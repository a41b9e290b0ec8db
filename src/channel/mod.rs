//! Ordered hand-off of commands between threads.
//!
//! Reader threads hold a [`CommandSender`] each and push whatever they
//! decode. A single consumer owns the [`CommandChannel`] and drains it from
//! its scheduling loop.
//!
//! ## Contract
//!
//! - `poll()` reports whether an item is ready without consuming it
//! - `pop()` removes the oldest item and may only follow a successful
//!   `poll()`; popping an empty channel panics
//! - Items from one sender arrive in the order they were pushed; items from
//!   different senders interleave in no particular order
//! - Nothing is dropped and nothing blocks the producer. There is no
//!   backpressure, so a consumer that falls behind lets the queue grow
//!
//! ## Example
//!
//! ```
//! use rust_draughts::channel::command_channel;
//!
//! let (sender, mut channel) = command_channel();
//! sender.push("move 9 3 4");
//! sender.push("moves 9");
//!
//! let mut seen = Vec::new();
//! while channel.poll() {
//!     seen.push(channel.pop());
//! }
//! assert_eq!(seen, ["move 9 3 4", "moves 9"]);
//! ```

use std::time::Duration;

use crossbeam_channel::{Receiver, RecvTimeoutError, Sender};

/// Create a connected sender/channel pair.
#[must_use]
pub fn command_channel<T>() -> (CommandSender<T>, CommandChannel<T>) {
    let (sender, receiver) = crossbeam_channel::unbounded();
    (
        CommandSender { sender },
        CommandChannel {
            receiver,
            pending: None,
        },
    )
}

/// Producer half. Clone one per reader thread.
#[derive(Debug)]
pub struct CommandSender<T> {
    sender: Sender<T>,
}

impl<T> Clone for CommandSender<T> {
    fn clone(&self) -> Self {
        Self {
            sender: self.sender.clone(),
        }
    }
}

impl<T> CommandSender<T> {
    /// Enqueue an item.
    ///
    /// Never blocks. Returns false only if the consumer has been dropped,
    /// in which case the item is discarded.
    pub fn push(&self, item: T) -> bool {
        self.sender.send(item).is_ok()
    }
}

/// Consumer half.
#[derive(Debug)]
pub struct CommandChannel<T> {
    receiver: Receiver<T>,

    /// Item fetched by `poll()` but not yet popped.
    pending: Option<T>,
}

impl<T> CommandChannel<T> {
    /// Check if an item is available, without removing it.
    pub fn poll(&mut self) -> bool {
        if self.pending.is_none() {
            self.pending = self.receiver.try_recv().ok();
        }
        self.pending.is_some()
    }

    /// Remove and return the oldest pending item.
    ///
    /// # Panics
    ///
    /// Panics if the channel is empty. Call [`poll`](Self::poll) first.
    pub fn pop(&mut self) -> T {
        match self.pending.take().or_else(|| self.receiver.try_recv().ok()) {
            Some(item) => item,
            None => panic!("pop on an empty command channel; poll first"),
        }
    }

    /// Pop everything that is pending right now.
    ///
    /// Items pushed while the iterator is being consumed are left for the
    /// next drain, so one drain always terminates.
    pub fn drain(&mut self) -> Drain<'_, T> {
        let remaining = self.len();
        Drain {
            channel: self,
            remaining,
        }
    }

    /// Block until an item arrives.
    ///
    /// Returns `None` once every sender is gone and the queue is empty.
    pub fn recv(&mut self) -> Option<T> {
        match self.pending.take() {
            Some(item) => Some(item),
            None => self.receiver.recv().ok(),
        }
    }

    /// Block until an item arrives or `timeout` elapses.
    ///
    /// Returns `None` on timeout and once every sender is gone.
    pub fn recv_timeout(&mut self, timeout: Duration) -> Option<T> {
        if let Some(item) = self.pending.take() {
            return Some(item);
        }
        match self.receiver.recv_timeout(timeout) {
            Ok(item) => Some(item),
            Err(RecvTimeoutError::Timeout | RecvTimeoutError::Disconnected) => None,
        }
    }

    /// Number of items waiting.
    #[must_use]
    pub fn len(&self) -> usize {
        self.receiver.len() + usize::from(self.pending.is_some())
    }

    /// Check if nothing is waiting.
    #[must_use]
    pub fn is_empty(&self) -> bool {
        self.len() == 0
    }
}

/// Iterator returned by [`CommandChannel::drain`].
pub struct Drain<'a, T> {
    channel: &'a mut CommandChannel<T>,
    remaining: usize,
}

impl<T> Iterator for Drain<'_, T> {
    type Item = T;

    fn next(&mut self) -> Option<T> {
        if self.remaining == 0 || !self.channel.poll() {
            return None;
        }
        self.remaining -= 1;
        Some(self.channel.pop())
    }

    fn size_hint(&self) -> (usize, Option<usize>) {
        (0, Some(self.remaining))
    }
}

#[cfg(test)]
mod tests {
    use super::*;
    use std::thread;

    #[test]
    fn test_poll_does_not_consume() {
        let (sender, mut channel) = command_channel();
        sender.push(1);

        assert!(channel.poll());
        assert!(channel.poll());
        assert_eq!(channel.len(), 1);
        assert_eq!(channel.pop(), 1);
        assert!(!channel.poll());
        assert!(channel.is_empty());
    }

    #[test]
    fn test_fifo_order() {
        let (sender, mut channel) = command_channel();
        for i in 0..10 {
            sender.push(i);
        }

        let mut out = Vec::new();
        while channel.poll() {
            out.push(channel.pop());
        }
        assert_eq!(out, (0..10).collect::<Vec<_>>());
    }

    #[test]
    #[should_panic(expected = "poll first")]
    fn test_pop_empty_panics() {
        let (_sender, mut channel) = command_channel::<u32>();
        channel.pop();
    }

    #[test]
    fn test_drain_is_bounded() {
        let (sender, mut channel) = command_channel();
        sender.push(1);
        sender.push(2);

        let mut drained = Vec::new();
        for item in channel.drain() {
            // Pushed mid-drain: left for the next round.
            sender.push(item * 10);
            drained.push(item);
        }

        assert_eq!(drained, vec![1, 2]);
        assert_eq!(channel.drain().collect::<Vec<_>>(), vec![10, 20]);
    }

    #[test]
    fn test_push_after_consumer_dropped() {
        let (sender, channel) = command_channel();
        drop(channel);
        assert!(!sender.push(5));
    }

    #[test]
    fn test_recv_returns_none_when_senders_gone() {
        let (sender, mut channel) = command_channel();
        sender.push(7);
        drop(sender);

        assert_eq!(channel.recv(), Some(7));
        assert_eq!(channel.recv(), None);
    }

    #[test]
    fn test_recv_prefers_polled_item() {
        let (sender, mut channel) = command_channel();
        sender.push(1);
        sender.push(2);

        assert!(channel.poll());
        assert_eq!(channel.recv_timeout(Duration::from_millis(10)), Some(1));
        assert_eq!(channel.recv(), Some(2));
        assert_eq!(channel.recv_timeout(Duration::from_millis(10)), None);
    }

    #[test]
    fn test_per_producer_order_across_threads() {
        let (sender, mut channel) = command_channel();

        let handles: Vec<_> = (0..4u32)
            .map(|producer| {
                let sender = sender.clone();
                thread::spawn(move || {
                    for seq in 0..250u32 {
                        sender.push((producer, seq));
                    }
                })
            })
            .collect();
        for handle in handles {
            handle.join().unwrap();
        }

        let mut last = [None::<u32>; 4];
        let mut total = 0;
        while channel.poll() {
            let (producer, seq) = channel.pop();
            let slot = &mut last[producer as usize];
            assert!(slot.map_or(true, |prev| seq == prev + 1));
            *slot = Some(seq);
            total += 1;
        }
        assert_eq!(total, 1000);
    }
}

**********

Your goal ->
All of the material above should be printed exactly as it appears.

Exercise solution ->
repository a41b9e290b0ec8db
filename src/channel/mod.rs
//! Ordered hand-off of commands between threads.
//!
//! Reader threads hold a [`CommandSender`] each and push whatever they
//! decode. A single consumer owns the [`CommandChannel`] and drains it from
//! its scheduling loop.
//!
//! ## Contract
//!
//! - `poll()` reports whether an item is ready without consuming it
//! - `pop()` removes the oldest item and may only follow a successful
//!   `poll()`; popping an empty channel panics
//! - Items from one sender arrive in the order they were pushed; items from
//!   different senders interleave in no particular order
//! - Nothing is dropped and nothing blocks the producer. There is no
//!   backpressure, so a consumer that falls behind lets the queue grow
//!
//! ## Example
//!
//! ```
//! use rust_draughts::channel::command_channel;
//!
//! let (sender, mut channel) = command_channel();
//! sender.push("move 9 3 4");
//! sender.push("moves 9");
//!
//! let mut seen = Vec::new();
//! while channel.poll() {
//!     seen.push(channel.pop());
//! }
//! assert_eq!(seen, ["move 9 3 4", "moves 9"]);
//! ```

use std::time::Duration;

use crossbeam_channel::{Receiver, RecvTimeoutError, Sender};

/// Create a connected sender/channel pair.
#[must_use]
pub fn command_channel<T>() -> (CommandSender<T>, CommandChannel<T>) {
    let (sender, receiver) = crossbeam_channel::unbounded();
    (
        CommandSender { sender },
        CommandChannel {
            receiver,
            pending: None,
        },
    )
}

/// Producer half. Clone one per reader thread.
#[derive(Debug)]
pub struct CommandSender<T> {
    sender: Sender<T>,
}

impl<T> Clone for CommandSender<T> {
    fn clone(&self) -> Self {
        Self {
            sender: self.sender.clone(),
        }
    }
}

impl<T> CommandSender<T> {
    /// Enqueue an item.
    ///
    /// Never blocks. Returns false only if the consumer has been dropped,
    /// in which case the item is discarded.
    pub fn push(&self, item: T) -> bool {
        self.sender.send(item).is_ok()
    }
}

/// Consumer half.
#[derive(Debug)]
pub struct CommandChannel<T> {
    receiver: Receiver<T>,

    /// Item fetched by `poll()` but not yet popped.
    pending: Option<T>,
}

impl<T> CommandChannel<T> {
    /// Check if an item is available, without removing it.
    pub fn poll(&mut self) -> bool {
        if self.pending.is_none() {
            self.pending = self.receiver.try_recv().ok();
        }
        self.pending.is_some()
    }

    /// Remove and return the oldest pending item.
    ///
    /// # Panics
    ///
    /// Panics if the channel is empty. Call [`poll`](Self::poll) first.
    pub fn pop(&mut self) -> T {
        match self.pending.take().or_else(|| self.receiver.try_recv().ok()) {
            Some(item) => item,
            None => panic!("pop on an empty command channel; poll first"),
        }
    }

    /// Pop everything that is pending right now.
    ///
    /// Items pushed while the iterator is being consumed are left for the
    /// next drain, so one drain always terminates.
    pub fn drain(&mut self) -> Drain<'_, T> {
        let remaining = self.len();
        Drain {
            channel: self,
            remaining,
        }
    }

    /// Block until an item arrives.
    ///
    /// Returns `None` once every sender is gone and the queue is empty.
    pub fn recv(&mut self) -> Option<T> {
        match self.pending.take() {
            Some(item) => Some(item),
            None => self.receiver.recv().ok(),
        }
    }

    /// Block until an item arrives or `timeout` elapses.
    ///
    /// Returns `None` on timeout and once every sender is gone.
    pub fn recv_timeout(&mut self, timeout: Duration) -> Option<T> {
        if let Some(item) = self.pending.take() {
            return Some(item);
        }
        match self.receiver.recv_timeout(timeout) {
            Ok(item) => Some(item),
            Err(RecvTimeoutError::Timeout | RecvTimeoutError::Disconnected) => None,
        }
    }

    /// Number of items waiting.
    #[must_use]
    pub fn len(&self) -> usize {
        self.receiver.len() + usize::from(self.pending.is_some())
    }

    /// Check if nothing is waiting.
    #[must_use]
    pub fn is_empty(&self) -> bool {
        self.len() == 0
    }
}

/// Iterator returned by [`CommandChannel::drain`].
pub struct Drain<'a, T> {
    channel: &'a mut CommandChannel<T>,
    remaining: usize,
}

impl<T> Iterator for Drain<'_, T> {
    type Item = T;

    fn next(&mut self) -> Option<T> {
        if self.remaining == 0 || !self.channel.poll() {
            return None;
        }
        self.remaining -= 1;
        Some(self.channel.pop())
    }

    fn size_hint(&self) -> (usize, Option<usize>) {
        (0, Some(self.remaining))
    }
}

#[cfg(test)]
mod tests {
    use super::*;
    use std::thread;

    #[test]
    fn test_poll_does_not_consume() {
        let (sender, mut channel) = command_channel();
        sender.push(1);

        assert!(channel.poll());
        assert!(channel.poll());
        assert_eq!(channel.len(), 1);
        assert_eq!(channel.pop(), 1);
        assert!(!channel.poll());
        assert!(channel.is_empty());
    }

    #[test]
    fn test_fifo_order() {
        let (sender, mut channel) = command_channel();
        for i in 0..10 {
            sender.push(i);
        }

        let mut out = Vec::new();
        while channel.poll() {
            out.push(channel.pop());
        }
        assert_eq!(out, (0..10).collect::<Vec<_>>());
    }

    #[test]
    #[should_panic(expected = "poll first")]
    fn test_pop_empty_panics() {
        let (_sender, mut channel) = command_channel::<u32>();
        channel.pop();
    }

    #[test]
    fn test_drain_is_bounded() {
        let (sender, mut channel) = command_channel();
        sender.push(1);
        sender.push(2);

        let mut drained = Vec::new();
        for item in channel.drain() {
            // Pushed mid-drain: left for the next round.
            sender.push(item * 10);
            drained.push(item);
        }

        assert_eq!(drained, vec![1, 2]);
        assert_eq!(channel.drain().collect::<Vec<_>>(), vec![10, 20]);
    }

    #[test]
    fn test_push_after_consumer_dropped() {
        let (sender, channel) = command_channel();
        drop(channel);
        assert!(!sender.push(5));
    }

    #[test]
    fn test_recv_returns_none_when_senders_gone() {
        let (sender, mut channel) = command_channel();
        sender.push(7);
        drop(sender);

        assert_eq!(channel.recv(), Some(7));
        assert_eq!(channel.recv(), None);
    }

    #[test]
    fn test_recv_prefers_polled_item() {
        let (sender, mut channel) = command_channel();
        sender.push(1);
        sender.push(2);

        assert!(channel.poll());
        assert_eq!(channel.recv_timeout(Duration::from_millis(10)), Some(1));
        assert_eq!(channel.recv(), Some(2));
        assert_eq!(channel.recv_timeout(Duration::from_millis(10)), None);
    }

    #[test]
    fn test_per_producer_order_across_threads() {
        let (sender, mut channel) = command_channel();

        let handles: Vec<_> = (0..4u32)
            .map(|producer| {
                let sender = sender.clone();
                thread::spawn(move || {
                    for seq in 0..250u32 {
                        sender.push((producer, seq));
                    }
                })
            })
            .collect();
        for handle in handles {
            handle.join().unwrap();
        }

        let mut last = [None::<u32>; 4];
        let mut total = 0;
        while channel.poll() {
            let (producer, seq) = channel.pop();
            let slot = &mut last[producer as usize];
            assert!(slot.map_or(true, |prev| seq == prev + 1));
            *slot = Some(seq);
            total += 1;
        }
        assert_eq!(total, 1000);
    }
}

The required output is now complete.